==== Records provided

use std::collections::HashMap;
use std::sync::{Arc, Mutex};

use bytes::Buf;
use greybus_core::{Bus, Driver, DriverResult, Result};
use greybus_message::{Message, OperationResult};
use tracing::{debug, warn};

use crate::hal::{Direction, GpioController, IrqHandler, Trigger};
use crate::op::Operation;

pub const VERSION_MAJOR: u8 = 0;
pub const VERSION_MINOR: u8 = 1;

pub const TYPE_PROTOCOL_VERSION: u8 = 0x01;
pub const TYPE_LINE_COUNT: u8 = 0x02;
pub const TYPE_ACTIVATE: u8 = 0x03;
pub const TYPE_DEACTIVATE: u8 = 0x04;
pub const TYPE_GET_DIRECTION: u8 = 0x05;
pub const TYPE_DIRECTION_IN: u8 = 0x06;
pub const TYPE_DIRECTION_OUT: u8 = 0x07;
pub const TYPE_GET_VALUE: u8 = 0x08;
pub const TYPE_SET_VALUE: u8 = 0x09;
pub const TYPE_SET_DEBOUNCE: u8 = 0x0a;
pub const TYPE_IRQ_TYPE: u8 = 0x0b;
pub const TYPE_IRQ_MASK: u8 = 0x0c;
pub const TYPE_IRQ_UNMASK: u8 = 0x0d;
pub const TYPE_IRQ_EVENT: u8 = 0x0e;

pub const IRQ_TYPE_NONE: u8 = 0x00;
pub const IRQ_TYPE_EDGE_RISING: u8 = 0x01;
pub const IRQ_TYPE_EDGE_FALLING: u8 = 0x02;
pub const IRQ_TYPE_EDGE_BOTH: u8 = 0x03;
pub const IRQ_TYPE_LEVEL_HIGH: u8 = 0x04;
pub const IRQ_TYPE_LEVEL_LOW: u8 = 0x08;

/// Wire value of `get-direction` for an output line.
const DIRECTION_OUT: u8 = 0;
/// Wire value of `get-direction` for an input line.
const DIRECTION_IN: u8 = 1;

/// Map an `irq-type` request value to a trigger.
pub fn trigger_from_wire(irq_type: u8) -> Option<Trigger> {
    match irq_type {
        IRQ_TYPE_NONE => Some(Trigger::Disabled),
        IRQ_TYPE_EDGE_RISING => Some(Trigger::EdgeRising),
        IRQ_TYPE_EDGE_FALLING => Some(Trigger::EdgeFalling),
        IRQ_TYPE_EDGE_BOTH => Some(Trigger::EdgeBoth),
        IRQ_TYPE_LEVEL_HIGH => Some(Trigger::LevelHigh),
        IRQ_TYPE_LEVEL_LOW => Some(Trigger::LevelLow),
        _ => None,
    }
}

/// GPIO protocol driver.
///
/// Interrupts are one-shot: when a line fires, its interrupt is disabled
/// and an `irq-event` request is sent to the host. Nothing re-arms the line
/// until the host sends `irq-unmask`.
pub struct GpioDriver {
    controller: Arc<dyn GpioController>,
    /// Trigger last configured through `irq-type`, per line.
    triggers: Mutex<HashMap<u8, Trigger>>,
}

impl GpioDriver {
    pub fn new(controller: Arc<dyn GpioController>) -> Self {
        Self {
            controller,
            triggers: Mutex::new(HashMap::new()),
        }
    }

    fn line_count(&self, op: &Operation<'_>) -> Result<()> {
        match self.controller.line_count() {
            0 => op.status(OperationResult::UnknownError),
            count => op.reply(&[count]),
        }
    }

    fn get_direction(&self, op: &Operation<'_>) -> Result<()> {
        let Some(mut body) = op.body(1)? else {
            return Ok(());
        };
        let line = body.get_u8();
        match self.controller.direction(line) {
            Ok(Direction::Input) => op.reply(&[DIRECTION_IN]),
            Ok(Direction::Output) => op.reply(&[DIRECTION_OUT]),
            Err(err) => op.complete(Err(err)),
        }
    }

    fn direction_in(&self, op: &Operation<'_>) -> Result<()> {
        let Some(mut body) = op.body(1)? else {
            return Ok(());
        };
        op.complete(self.controller.set_input(body.get_u8()))
    }

    fn direction_out(&self, op: &Operation<'_>) -> Result<()> {
        let Some(mut body) = op.body(2)? else {
            return Ok(());
        };
        let line = body.get_u8();
        let high = body.get_u8() != 0;
        op.complete(self.controller.set_output(line, high))
    }

    fn get_value(&self, op: &Operation<'_>) -> Result<()> {
        let Some(mut body) = op.body(1)? else {
            return Ok(());
        };
        match self.controller.get_value(body.get_u8()) {
            Ok(high) => op.reply(&[u8::from(high)]),
            Err(err) => op.complete(Err(err)),
        }
    }

    fn set_value(&self, op: &Operation<'_>) -> Result<()> {
        let Some(mut body) = op.body(2)? else {
            return Ok(());
        };
        let line = body.get_u8();
        let high = body.get_u8() != 0;
        op.complete(self.controller.set_value(line, high))
    }

    fn set_debounce(&self, op: &Operation<'_>) -> Result<()> {
        let Some(mut body) = op.body(3)? else {
            return Ok(());
        };
        let line = body.get_u8();
        let usec = body.get_u16_le();
        if usec == 0 {
            return op.status(OperationResult::Success);
        }
        op.complete(self.controller.set_debounce(line, usec))
    }

    fn irq_type(&self, op: &Operation<'_>) -> Result<()> {
        let Some(mut body) = op.body(2)? else {
            return Ok(());
        };
        let line = body.get_u8();
        let irq_type = body.get_u8();
        let Some(trigger) = trigger_from_wire(irq_type) else {
            warn!(cport = op.cport(), line, irq_type, "unknown irq type");
            return op.status(OperationResult::Invalid);
        };

        let outcome = self.controller.configure_interrupt(line, trigger);
        if outcome.is_ok() {
            let mut triggers = self.triggers();
            if trigger == Trigger::Disabled {
                triggers.remove(&line);
            } else {
                triggers.insert(line, trigger);
            }
        }
        op.complete(outcome)
    }

    fn irq_mask(&self, op: &Operation<'_>) -> Result<()> {
        let Some(mut body) = op.body(1)? else {
            return Ok(());
        };
        op.complete(
            self.controller
                .configure_interrupt(body.get_u8(), Trigger::Disabled),
        )
    }

    fn irq_unmask(&self, op: &Operation<'_>) -> Result<()> {
        let Some(mut body) = op.body(1)? else {
            return Ok(());
        };
        let line = body.get_u8();
        let trigger = self
            .triggers()
            .get(&line)
            .copied()
            .unwrap_or(Trigger::EdgeRising);
        op.complete(self.controller.configure_interrupt(line, trigger))
    }

    fn triggers(&self) -> std::sync::MutexGuard<'_, HashMap<u8, Trigger>> {
        self.triggers.lock().unwrap_or_else(|p| p.into_inner())
    }
}

impl Driver for GpioDriver {
    fn name(&self) -> &'static str {
        "gpio"
    }

    fn init(&self, bus: &Bus, cport: u16) -> DriverResult<()> {
        let bus = bus.clone();
        let controller = Arc::downgrade(&self.controller);
        let handler: IrqHandler = Arc::new(move |line| {
            if let Some(controller) = controller.upgrade() {
                raise_irq(&bus, cport, controller.as_ref(), line);
            }
        });
        self.controller.set_irq_handler(Some(handler))
    }

    fn exit(&self, _bus: &Bus, cport: u16) {
        if let Err(err) = self.controller.set_irq_handler(None) {
            warn!(cport, error = %err, "failed to remove irq handler");
        }
    }

    fn handle(&self, bus: &Bus, cport: u16, message: Message) -> Result<()> {
        let op = Operation::new(bus, cport, message);
        match op.op_type() {
            TYPE_PROTOCOL_VERSION => op.reply(&[VERSION_MAJOR, VERSION_MINOR]),
            TYPE_LINE_COUNT => self.line_count(&op),
            TYPE_ACTIVATE | TYPE_DEACTIVATE => match op.body(1)? {
                Some(_) => op.status(OperationResult::Success),
                None => Ok(()),
            },
            TYPE_GET_DIRECTION => self.get_direction(&op),
            TYPE_DIRECTION_IN => self.direction_in(&op),
            TYPE_DIRECTION_OUT => self.direction_out(&op),
            TYPE_GET_VALUE => self.get_value(&op),
            TYPE_SET_VALUE => self.set_value(&op),
            TYPE_SET_DEBOUNCE => self.set_debounce(&op),
            TYPE_IRQ_TYPE => self.irq_type(&op),
            TYPE_IRQ_MASK => self.irq_mask(&op),
            TYPE_IRQ_UNMASK => self.irq_unmask(&op),
            _ => op.unknown(OperationResult::Invalid),
        }
    }
}

/// Disarm `line` and tell the host it fired.
fn raise_irq(bus: &Bus, cport: u16, controller: &dyn GpioController, line: u8) {
    if let Err(err) = controller.configure_interrupt(line, Trigger::Disabled) {
        warn!(cport, line, error = %err, "failed to disarm interrupt");
    }
    match bus.request(cport, TYPE_IRQ_EVENT, &[line], true) {
        Ok(_) => debug!(cport, line, "irq event sent"),
        Err(err) => warn!(cport, line, error = %err, "failed to send irq event"),
    }
}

========

Description of the task:
Filter the records down to the lines that contain the string "crate", and copy those lines.

Reply:
use crate::hal::{Direction, GpioController, IrqHandler, Trigger};
use crate::op::Operation;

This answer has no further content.